DATA FOR THIS TASK:
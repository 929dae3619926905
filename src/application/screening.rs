//! Screening service: Orchestrates one screening cycle.
//!
//! This service coordinates:
//! - Input validation and encoding
//! - Scaling and prediction (failures abort the cycle)
//! - Attribution against the cached reference sample (failures are recorded
//!   in the report, the prediction stands)

use std::sync::Arc;

use crate::adapters::{
    ArtifactSet, CsvReferenceSource, KernelExplainer, LogisticRegression, ReferenceCache,
    ScalerArtifact,
};
use crate::application::pipeline;
use crate::config::ScreeningConfig;
use crate::domain::{
    encode, ClinicalInput, ExplanationOutcome, FeatureVector, PredictionResult, ReferenceSample,
    ScreeningReport,
};
use crate::ports::{AttributionEngine, Classifier, FeatureScaler, ReferenceSource};
use crate::ScreeningError;

/// Service for running screening cycles over loaded artifacts.
///
/// Collaborators are shared behind `Arc`, so one service can serve
/// concurrent requests. The reference sample is loaded on first use and
/// reused for the lifetime of the cache.
pub struct ScreeningService<C, S, E, R>
where
    C: Classifier,
    S: FeatureScaler,
    E: AttributionEngine,
    R: ReferenceSource,
{
    classifier: Arc<C>,
    scaler: Arc<S>,
    engine: Arc<E>,
    source: Arc<R>,
    cache: Arc<ReferenceCache>,
}

/// The service wired to the on-disk artifacts.
pub type ArtifactScreeningService =
    ScreeningService<LogisticRegression, ScalerArtifact, KernelExplainer, CsvReferenceSource>;

impl<C, S, E, R> ScreeningService<C, S, E, R>
where
    C: Classifier,
    S: FeatureScaler,
    E: AttributionEngine,
    R: ReferenceSource,
{
    /// Create a new screening service with its own reference cache.
    pub fn new(classifier: Arc<C>, scaler: Arc<S>, engine: Arc<E>, source: Arc<R>) -> Self {
        Self {
            classifier,
            scaler,
            engine,
            source,
            cache: Arc::new(ReferenceCache::new()),
        }
    }

    /// Share an existing reference cache.
    ///
    /// Services whose sources report the same cache key reuse one sample.
    /// Any other source still gets its own sample.
    #[must_use]
    pub fn with_cache(mut self, cache: Arc<ReferenceCache>) -> Self {
        self.cache = cache;
        self
    }

    /// The reference sample, loading and caching it on first call.
    ///
    /// # Errors
    /// Returns the loader's error; the next call retries.
    pub fn reference_sample(&self) -> Result<Arc<ReferenceSample>, ScreeningError> {
        self.cache.get_or_load(self.source.as_ref())
    }

    /// Validate, encode, scale and predict.
    fn score(
        &self,
        input: &ClinicalInput,
    ) -> Result<(FeatureVector, FeatureVector, PredictionResult), ScreeningError> {
        input
            .validate()
            .map_err(|errors| ScreeningError::Validation(errors.join("; ")))?;

        let features = encode(input);
        let scaled = pipeline::scale(&features, self.scaler.as_ref())?;
        tracing::debug!("Encoded and scaled input");

        let prediction = pipeline::predict(&scaled, self.classifier.as_ref())?;
        tracing::info!("Prediction complete: {}", prediction.label);

        Ok((features, scaled, prediction))
    }

    fn explain(&self, scaled: &FeatureVector) -> ExplanationOutcome {
        let result = self.reference_sample().and_then(|reference| {
            pipeline::explain(
                scaled,
                self.classifier.as_ref(),
                self.engine.as_ref(),
                &reference,
            )
        });

        match result {
            Ok(attribution) => {
                tracing::info!(
                    "Attribution complete (additivity gap {:.2e})",
                    attribution.additivity_gap()
                );
                ExplanationOutcome::Available(attribution)
            }
            Err(e) => {
                tracing::warn!("Attribution unavailable: {}", e);
                ExplanationOutcome::Unavailable {
                    reason: e.to_string(),
                }
            }
        }
    }

    /// Run a full screening cycle.
    ///
    /// # Errors
    /// Validation, schema and model errors abort the cycle. Attribution
    /// failures do not; they are reported in `ScreeningReport::explanation`.
    pub fn screen(&self, input: &ClinicalInput) -> Result<ScreeningReport, ScreeningError> {
        let (features, scaled, prediction) = self.score(input)?;
        let explanation = self.explain(&scaled);
        Ok(ScreeningReport {
            features,
            scaled,
            prediction,
            explanation,
            created_at: chrono::Utc::now(),
        })
    }

    /// Run a screening cycle without attribution.
    ///
    /// # Errors
    /// Same as [`Self::screen`] minus the attribution stage.
    pub fn predict_only(&self, input: &ClinicalInput) -> Result<ScreeningReport, ScreeningError> {
        let (features, scaled, prediction) = self.score(input)?;
        Ok(ScreeningReport {
            features,
            scaled,
            prediction,
            explanation: ExplanationOutcome::Skipped,
            created_at: chrono::Utc::now(),
        })
    }
}

impl ArtifactScreeningService {
    /// Load artifacts named by `config` and wire the default adapters.
    ///
    /// The reference table is not read until the first explanation.
    ///
    /// # Errors
    /// Any artifact load failure; no prediction is possible without them.
    pub fn from_config(config: &ScreeningConfig) -> Result<Self, ScreeningError> {
        let artifacts = ArtifactSet::load(config)?;
        tracing::info!(
            "Artifacts loaded from {:?} (manifest verified: {})",
            config.artifact_dir,
            artifacts.verified
        );
        Ok(Self::new(
            artifacts.classifier,
            artifacts.scaler,
            Arc::new(KernelExplainer::from_config(config)),
            Arc::new(CsvReferenceSource::from_config(config)),
        ))
    }
}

ASSIGNMENT: The records above are to be duplicated word for word.

YOUR SOLUTION:
repository 929dae3619926905
filename src/application/screening.rs
//! Screening service: Orchestrates one screening cycle.
//!
//! This service coordinates:
//! - Input validation and encoding
//! - Scaling and prediction (failures abort the cycle)
//! - Attribution against the cached reference sample (failures are recorded
//!   in the report, the prediction stands)

use std::sync::Arc;

use crate::adapters::{
    ArtifactSet, CsvReferenceSource, KernelExplainer, LogisticRegression, ReferenceCache,
    ScalerArtifact,
};
use crate::application::pipeline;
use crate::config::ScreeningConfig;
use crate::domain::{
    encode, ClinicalInput, ExplanationOutcome, FeatureVector, PredictionResult, ReferenceSample,
    ScreeningReport,
};
use crate::ports::{AttributionEngine, Classifier, FeatureScaler, ReferenceSource};
use crate::ScreeningError;

/// Service for running screening cycles over loaded artifacts.
///
/// Collaborators are shared behind `Arc`, so one service can serve
/// concurrent requests. The reference sample is loaded on first use and
/// reused for the lifetime of the cache.
pub struct ScreeningService<C, S, E, R>
where
    C: Classifier,
    S: FeatureScaler,
    E: AttributionEngine,
    R: ReferenceSource,
{
    classifier: Arc<C>,
    scaler: Arc<S>,
    engine: Arc<E>,
    source: Arc<R>,
    cache: Arc<ReferenceCache>,
}

/// The service wired to the on-disk artifacts.
pub type ArtifactScreeningService =
    ScreeningService<LogisticRegression, ScalerArtifact, KernelExplainer, CsvReferenceSource>;

impl<C, S, E, R> ScreeningService<C, S, E, R>
where
    C: Classifier,
    S: FeatureScaler,
    E: AttributionEngine,
    R: ReferenceSource,
{
    /// Create a new screening service with its own reference cache.
    pub fn new(classifier: Arc<C>, scaler: Arc<S>, engine: Arc<E>, source: Arc<R>) -> Self {
        Self {
            classifier,
            scaler,
            engine,
            source,
            cache: Arc::new(ReferenceCache::new()),
        }
    }

    /// Share an existing reference cache.
    ///
    /// Services whose sources report the same cache key reuse one sample.
    /// Any other source still gets its own sample.
    #[must_use]
    pub fn with_cache(mut self, cache: Arc<ReferenceCache>) -> Self {
        self.cache = cache;
        self
    }

    /// The reference sample, loading and caching it on first call.
    ///
    /// # Errors
    /// Returns the loader's error; the next call retries.
    pub fn reference_sample(&self) -> Result<Arc<ReferenceSample>, ScreeningError> {
        self.cache.get_or_load(self.source.as_ref())
    }

    /// Validate, encode, scale and predict.
    fn score(
        &self,
        input: &ClinicalInput,
    ) -> Result<(FeatureVector, FeatureVector, PredictionResult), ScreeningError> {
        input
            .validate()
            .map_err(|errors| ScreeningError::Validation(errors.join("; ")))?;

        let features = encode(input);
        let scaled = pipeline::scale(&features, self.scaler.as_ref())?;
        tracing::debug!("Encoded and scaled input");

        let prediction = pipeline::predict(&scaled, self.classifier.as_ref())?;
        tracing::info!("Prediction complete: {}", prediction.label);

        Ok((features, scaled, prediction))
    }

    fn explain(&self, scaled: &FeatureVector) -> ExplanationOutcome {
        let result = self.reference_sample().and_then(|reference| {
            pipeline::explain(
                scaled,
                self.classifier.as_ref(),
                self.engine.as_ref(),
                &reference,
            )
        });

        match result {
            Ok(attribution) => {
                tracing::info!(
                    "Attribution complete (additivity gap {:.2e})",
                    attribution.additivity_gap()
                );
                ExplanationOutcome::Available(attribution)
            }
            Err(e) => {
                tracing::warn!("Attribution unavailable: {}", e);
                ExplanationOutcome::Unavailable {
                    reason: e.to_string(),
                }
            }
        }
    }

    /// Run a full screening cycle.
    ///
    /// # Errors
    /// Validation, schema and model errors abort the cycle. Attribution
    /// failures do not; they are reported in `ScreeningReport::explanation`.
    pub fn screen(&self, input: &ClinicalInput) -> Result<ScreeningReport, ScreeningError> {
        let (features, scaled, prediction) = self.score(input)?;
        let explanation = self.explain(&scaled);
        Ok(ScreeningReport {
            features,
            scaled,
            prediction,
            explanation,
            created_at: chrono::Utc::now(),
        })
    }

    /// Run a screening cycle without attribution.
    ///
    /// # Errors
    /// Same as [`Self::screen`] minus the attribution stage.
    pub fn predict_only(&self, input: &ClinicalInput) -> Result<ScreeningReport, ScreeningError> {
        let (features, scaled, prediction) = self.score(input)?;
        Ok(ScreeningReport {
            features,
            scaled,
            prediction,
            explanation: ExplanationOutcome::Skipped,
            created_at: chrono::Utc::now(),
        })
    }
}

impl ArtifactScreeningService {
    /// Load artifacts named by `config` and wire the default adapters.
    ///
    /// The reference table is not read until the first explanation.
    ///
    /// # Errors
    /// Any artifact load failure; no prediction is possible without them.
    pub fn from_config(config: &ScreeningConfig) -> Result<Self, ScreeningError> {
        let artifacts = ArtifactSet::load(config)?;
        tracing::info!(
            "Artifacts loaded from {:?} (manifest verified: {})",
            config.artifact_dir,
            artifacts.verified
        );
        Ok(Self::new(
            artifacts.classifier,
            artifacts.scaler,
            Arc::new(KernelExplainer::from_config(config)),
            Arc::new(CsvReferenceSource::from_config(config)),
        ))
    }
}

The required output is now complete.